The gift commitment from the Shuford family of Hickory is the largest single one-time
gift by a living individual or family to the College of Arts & Sciences. It will help meet the
demand of students who want to enroll in entrepreneurship courses or the minor in entrepreneurship through the addition of faculty. It also will support doubling the number of
student internships at entrepreneurial firms worldwide and will encourage problem-based
learning throughout the college and University.
The minor in entrepreneurship will be named the Shuford Program in Entrepreneur-
ship in the family’s honor.
The Shuford gift will create three additional entrepreneurs-in-residence and up to
four faculty fellows, and it will create up to 70 student internships and a lecture series on
innovation and entrepreneurship. Funds also will endow the program’s executive director
and internship director positions. In partnership with the Shuford program, the college
will provide support for at least three additional full-time faculty members, an entrepre-neur-in-residence and an administrative staff position.

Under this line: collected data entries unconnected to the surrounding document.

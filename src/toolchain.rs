//! Library entry point tying the stages together.
//!
//! A caller picks which listings it wants through [`Options`] and gets back a
//! [`Report`] holding the text of every requested stage plus, unless
//! execution is suppressed, the program's printed output.

use anyhow::{Context, Result};
use log::debug;

use crate::backend::find_backend;
use crate::runtime::InputSource;
use crate::{dump, ir, lexer, parser, pcode, tac};

#[derive(Debug, Clone, PartialEq, Eq)]
pub struct Options {
    pub tokens: bool,
    pub ast: bool,
    pub ir: bool,
    pub tac: bool,
    pub pcode: bool,
    pub no_run: bool,
    pub backend: String,
    /// Line-oriented text consumed by `input` statements.
    pub input: Option<String>,
}

impl Default for Options {
    fn default() -> Self {
        Self {
            tokens: false,
            ast: false,
            ir: false,
            tac: false,
            pcode: false,
            no_run: false,
            backend: "interpreter".to_string(),
            input: None,
        }
    }
}

/// Per-stage outputs. A stage that was not requested stays `None`.
#[derive(Debug, Clone, Default, PartialEq, Eq)]
pub struct Report {
    pub tokens: Option<Vec<String>>,
    pub ast: Option<Vec<String>>,
    pub ir: Option<Vec<String>>,
    pub tac: Option<Vec<String>>,
    pub pcode: Option<Vec<String>>,
    pub output: Option<String>,
}

impl Report {
    /// Stage listings in pipeline order, labelled for display.
    pub fn sections(&self) -> Vec<(&'static str, &[String])> {
        [
            ("tokens", &self.tokens),
            ("ast", &self.ast),
            ("ir", &self.ir),
            ("tac", &self.tac),
            ("pcode", &self.pcode),
        ]
        .into_iter()
        .filter_map(|(name, lines)| lines.as_deref().map(|lines| (name, lines)))
        .collect()
    }
}

/// Runs the pipeline over `source` using the input text from `options`.
pub fn run(source: &str, options: &Options) -> Result<Report> {
    let input = match &options.input {
        Some(text) => InputSource::from_text(text),
        None => InputSource::new(),
    };
    run_with_input(source, options, input)
}

/// Like [`run`], but with a caller-built input source, e.g. one that falls
/// back to prompting on stdin.
pub fn run_with_input(source: &str, options: &Options, input: InputSource) -> Result<Report> {
    let mut report = Report::default();

    let tokens = lexer::tokenize(source).context("Lexing failed")?;
    if options.tokens {
        report.tokens = Some(tokens.iter().map(ToString::to_string).collect());
    }

    let program = parser::parse_tokens(tokens).context("Parsing failed")?;

    if options.ast {
        report.ast = Some(dump::dump_program(&program));
    }
    if options.ir {
        report.ir = Some(ir::generate(&program));
    }
    if options.tac {
        report.tac = Some(tac::generate(&program));
    }
    if options.pcode {
        let listing = pcode::generate(&program).context("P-code generation failed")?;
        report.pcode = Some(listing.lines());
    }

    if options.no_run {
        debug!("execution suppressed");
        return Ok(report);
    }

    let backend = find_backend(&options.backend)?;
    let output = backend
        .run(&program, input)
        .with_context(|| format!("Execution failed on backend '{}'", options.backend))?;
    report.output = Some(output);
    Ok(report)
}
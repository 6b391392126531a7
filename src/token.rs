use std::fmt;

#[derive(Debug, Clone, Copy, PartialEq, Eq, Default)]
pub struct Span {
    pub start: usize,
    pub end: usize,
    pub line: usize,
    pub column: usize,
}

#[derive(Debug, Clone, Copy, PartialEq, Eq)]
pub enum TokenKind<'a> {
    Identifier(&'a str),
    Number(i64),
    String(&'a str),

    // Keywords
    Program,
    Func,
    Return,
    If,
    Else,
    While,
    Let,
    Input,
    Output,
    Main,
    Struct,
    Map,
    Set,

    // Operators
    Plus,         // +
    Minus,        // -
    Star,         // *
    Slash,        // /
    Ampersand,    // &
    Assign,       // =
    EqualEqual,   // ==
    NotEqual,     // !=
    Less,         // <
    LessEqual,    // <=
    Greater,      // >
    GreaterEqual, // >=

    // Delimiters
    LParen,    // (
    RParen,    // )
    LBrace,    // {
    RBrace,    // }
    LBracket,  // [
    RBracket,  // ]
    Comma,     // ,
    Semicolon, // ;
    Dot,       // .
    Colon,     // :

    EOF,
}

impl<'a> TokenKind<'a> {
    pub fn keyword(ident: &'a str) -> Option<Self> {
        let kind = match ident {
            "program" => TokenKind::Program,
            "func" => TokenKind::Func,
            "return" => TokenKind::Return,
            "if" => TokenKind::If,
            "else" => TokenKind::Else,
            "while" => TokenKind::While,
            "let" => TokenKind::Let,
            "input" => TokenKind::Input,
            "output" => TokenKind::Output,
            "main" => TokenKind::Main,
            "struct" => TokenKind::Struct,
            "map" => TokenKind::Map,
            "set" => TokenKind::Set,
            _ => return None,
        };
        Some(kind)
    }

    /// Category name used by the token dump (`NUMBER`, `ID`, `OP`, `LET`, ...).
    pub fn category(&self) -> &'static str {
        match self {
            TokenKind::Identifier(_) => "ID",
            TokenKind::Number(_) => "NUMBER",
            TokenKind::String(_) => "STRING",
            TokenKind::Program => "PROGRAM",
            TokenKind::Func => "FUNC",
            TokenKind::Return => "RETURN",
            TokenKind::If => "IF",
            TokenKind::Else => "ELSE",
            TokenKind::While => "WHILE",
            TokenKind::Let => "LET",
            TokenKind::Input => "INPUT",
            TokenKind::Output => "OUTPUT",
            TokenKind::Main => "MAIN",
            TokenKind::Struct => "STRUCT",
            TokenKind::Map => "MAP",
            TokenKind::Set => "SET",
            TokenKind::Plus
            | TokenKind::Minus
            | TokenKind::Star
            | TokenKind::Slash
            | TokenKind::Ampersand
            | TokenKind::Assign
            | TokenKind::EqualEqual
            | TokenKind::NotEqual
            | TokenKind::Less
            | TokenKind::LessEqual
            | TokenKind::Greater
            | TokenKind::GreaterEqual => "OP",
            TokenKind::LParen => "LPAREN",
            TokenKind::RParen => "RPAREN",
            TokenKind::LBrace => "LBRACE",
            TokenKind::RBrace => "RBRACE",
            TokenKind::LBracket => "LBRACKET",
            TokenKind::RBracket => "RBRACKET",
            TokenKind::Comma => "COMMA",
            TokenKind::Semicolon => "SEMICOLON",
            TokenKind::Dot => "DOT",
            TokenKind::Colon => "COLON",
            TokenKind::EOF => "EOF",
        }
    }

    /// Human-readable description used in parse diagnostics.
    pub fn describe(&self) -> String {
        match self {
            TokenKind::Identifier(name) => format!("identifier '{name}'"),
            TokenKind::Number(value) => format!("number {value}"),
            TokenKind::String(_) => "string literal".to_string(),
            TokenKind::EOF => "end of input".to_string(),
            other => format!("'{}'", other.symbol()),
        }
    }

    fn symbol(&self) -> &'static str {
        match self {
            TokenKind::Program => "program",
            TokenKind::Func => "func",
            TokenKind::Return => "return",
            TokenKind::If => "if",
            TokenKind::Else => "else",
            TokenKind::While => "while",
            TokenKind::Let => "let",
            TokenKind::Input => "input",
            TokenKind::Output => "output",
            TokenKind::Main => "main",
            TokenKind::Struct => "struct",
            TokenKind::Map => "map",
            TokenKind::Set => "set",
            TokenKind::Plus => "+",
            TokenKind::Minus => "-",
            TokenKind::Star => "*",
            TokenKind::Slash => "/",
            TokenKind::Ampersand => "&",
            TokenKind::Assign => "=",
            TokenKind::EqualEqual => "==",
            TokenKind::NotEqual => "!=",
            TokenKind::Less => "<",
            TokenKind::LessEqual => "<=",
            TokenKind::Greater => ">",
            TokenKind::GreaterEqual => ">=",
            TokenKind::LParen => "(",
            TokenKind::RParen => ")",
            TokenKind::LBrace => "{",
            TokenKind::RBrace => "}",
            TokenKind::LBracket => "[",
            TokenKind::RBracket => "]",
            TokenKind::Comma => ",",
            TokenKind::Semicolon => ";",
            TokenKind::Dot => ".",
            TokenKind::Colon => ":",
            TokenKind::Identifier(_)
            | TokenKind::Number(_)
            | TokenKind::String(_)
            | TokenKind::EOF => "",
        }
    }
}

#[derive(Debug, Clone, PartialEq)]
pub struct Token<'a> {
    pub kind: TokenKind<'a>,
    pub lexeme: &'a str,
    pub span: Span,
}

impl<'a> Token<'a> {
    pub fn new(kind: TokenKind<'a>, lexeme: &'a str, span: Span) -> Self {
        Self { kind, lexeme, span }
    }

    pub fn kind(&self) -> &TokenKind<'a> {
        &self.kind
    }

    pub fn span(&self) -> Span {
        self.span
    }
}

impl fmt::Display for Token<'_> {
    fn fmt(&self, f: &mut fmt::Formatter<'_>) -> fmt::Result {
        write!(
            f,
            "Token({}, {}, {}, {})",
            self.kind.category(),
            self.lexeme,
            self.span.line,
            self.span.column
        )
    }
}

Abel Alexander Shuford Jr. was a member of the class of 1900. His great-grandchildren,
siblings Jim Shuford ’ 88 (’ 92 MBA) and Stephen Shuford ’97 (MBA), of Charlotte; and
Dorothy Shuford Lanier ’ 93, of Bedford, N. Y., made the gift. Two sons of Luther Snyder
Garrison Jr. ’ 83, a fourth great-grandchild of Abel Shuford, graduated from Carolina, in
2013 and 2015. Shurtape Technologies was created in 1955 as a division of Shuford Mills,
a textile firm established in 1880. With more than 800 employees in North Carolina and
manufacturing and distribution facilities in eight countries, the company produces adhesive
tapes under various brands.
“I think entrepreneurship is a big part of the future of work,” Jim Shuford said. “The
skills of entrepreneurial thinking and problem-solving are a natural fit for the liberal arts.”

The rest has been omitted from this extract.